Over the next decade, we propose to conduct long-term research aimed at addressing the still poorly known elements in our knowledge of precolonial urbanism in East Africa. Our research will incorporate archaeological, ethnohistoric, and archaeogenetics research on the Kenyan coast. Our archaeological excavations will be based on the major Swahili urban towns including Mtwapa, Gede, Manda, Ungwana, Pate, Siyu and Manda. These settlements rose to prominence as a result of their role in handling the export – import trade between the North Eastern African interior and the Indian Ocean. We will 1) conduct targeted excavations at residential and burial locales 2) interview residents about their origins to identify possible source populations 3) collect genetic data from the human skeletal remains for comparison with African, Middle Eastern and Asian genetic databases and 4) carry out a physical and chemical analysis on archaeological artifacts and ecofacts to reconstruct the subsistence and technological baseline necessary for identifying relationships between the coast, other regions of East Africa, and throughout the Indian Ocean. These new technologies when combined with careful excavations and detailed ethnographic information will enable us to address the following hypotheses: 1) that early Swahili populations, while primarily of African origin, were much more diverse in composition than commonly supposed; 2) that some non-African migration to the coast did occur prior to the 19th century; 3) that Swahili stone towns were ethnically diverse and will be revealed by differences between the people and grave contents among the cemeteries, which are located both within the town and outside its perimeter.
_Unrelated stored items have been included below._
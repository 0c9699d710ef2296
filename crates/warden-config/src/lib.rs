//! Configuration management for Warden
//!
//! Provides hierarchical configuration loading from multiple sources:
//! 1. Environment variables (WARDEN_* prefix, highest precedence)
//! 2. warden.local.toml (gitignored, local overrides)
//! 3. warden.toml (git-tracked, project config)
//! 4. ~/.config/warden/config.toml (user defaults)
//! 5. Built-in defaults (lowest precedence)

use anyhow::Result;
use serde::{Deserialize, Serialize};
use std::path::Path;

mod error;
mod loader;
mod paths;

pub use error::ConfigError;
pub use loader::ConfigLoader;
pub use paths::Paths;

/// Main Warden configuration
#[derive(Debug, Clone, Default, Serialize, Deserialize)]
#[serde(default)]
pub struct WardenConfig {
    pub engine: EngineConfig,
    pub audit: AuditConfig,
}

/// Engine behavior settings
#[derive(Debug, Clone, Serialize, Deserialize)]
#[serde(default)]
pub struct EngineConfig {
    /// Record field holding the owning principal's id (self-scoped rows).
    pub owner_field: String,

    /// Record field holding the owning department's id (department-scoped
    /// rows).
    pub department_field: String,

    /// Attach the principal's permission list to denial errors.
    ///
    /// Debug aid only: discloses authorization internals to the caller.
    /// Keep off in production.
    pub expose_grant_details: bool,
}

impl Default for EngineConfig {
    fn default() -> Self {
        Self {
            owner_field: "owner_id".to_string(),
            department_field: "department_id".to_string(),
            expose_grant_details: false,
        }
    }
}

/// Audit logging settings
#[derive(Debug, Clone, Serialize, Deserialize)]
#[serde(default)]
pub struct AuditConfig {
    /// Log granted checks.
    pub log_granted: bool,

    /// Log denied checks.
    pub log_denied: bool,
}

impl Default for AuditConfig {
    fn default() -> Self {
        Self {
            log_granted: true,
            log_denied: true,
        }
    }
}

impl WardenConfig {
    /// Load configuration from default locations
    pub fn load() -> Result<Self> {
        ConfigLoader::new().load()
    }

    /// Load configuration from specific project directory
    pub fn load_from_dir(project_dir: impl AsRef<Path>) -> Result<Self> {
        ConfigLoader::new().with_project_dir(project_dir).load()
    }

    /// Create a development configuration (grant details exposed on
    /// denial errors for debugging)
    pub fn development() -> Self {
        Self {
            engine: EngineConfig {
                expose_grant_details: true,
                ..Default::default()
            },
            ..Default::default()
        }
    }

    /// Create a production configuration
    pub fn production() -> Self {
        Self::default()
    }
}
//! Path utilities and XDG directory discovery

use crate::ConfigError;
use directories::ProjectDirs;
use std::path::{Path, PathBuf};

/// XDG-compliant paths for Warden
pub struct Paths {
    project_dirs: Option<ProjectDirs>,
}

impl Paths {
    /// Create a new Paths instance with XDG discovery
    pub fn new() -> Self {
        Self {
            project_dirs: ProjectDirs::from("dev", "Warden", "warden"),
        }
    }

    /// Get user config directory (~/.config/warden/)
    pub fn user_config_dir(&self) -> Result<PathBuf, ConfigError> {
        self.project_dirs
            .as_ref()
            .map(|p| p.config_dir().to_path_buf())
            .ok_or_else(|| {
                ConfigError::XdgError("Failed to determine user config directory".to_string())
            })
    }

    /// Get user config file path (~/.config/warden/config.toml)
    pub fn user_config_file(&self) -> Result<PathBuf, ConfigError> {
        Ok(self.user_config_dir()?.join("config.toml"))
    }

    /// Get project config file path (warden.toml)
    pub fn project_config_file(project_dir: impl AsRef<Path>) -> PathBuf {
        project_dir.as_ref().join("warden.toml")
    }

    /// Get local config file path (warden.local.toml, gitignored)
    pub fn local_config_file(project_dir: impl AsRef<Path>) -> PathBuf {
        project_dir.as_ref().join("warden.local.toml")
    }
}

impl Default for Paths {
    fn default() -> Self {
        Self::new()
    }
}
Our research, now underway is designed to address key questions, which have powerful and potentially transformative implications for understanding old world relationships within Africa. This research will increase the public’s awareness of the shared genealogy, which may have positive implications for national unity, often fractured by ethnicity and tribalism. We believe that this study is the next logical step in Swahili studies. The study’s potential to significantly advanced multidisciplinary migration studies is immense. The rich historic, anthropological, linguistic evidence coupled with ancient and contemporary genetic data will contribute new knowledge and open up new a venues in interdisciplinary research between archaeologists, anthropologists, historians and geneticists.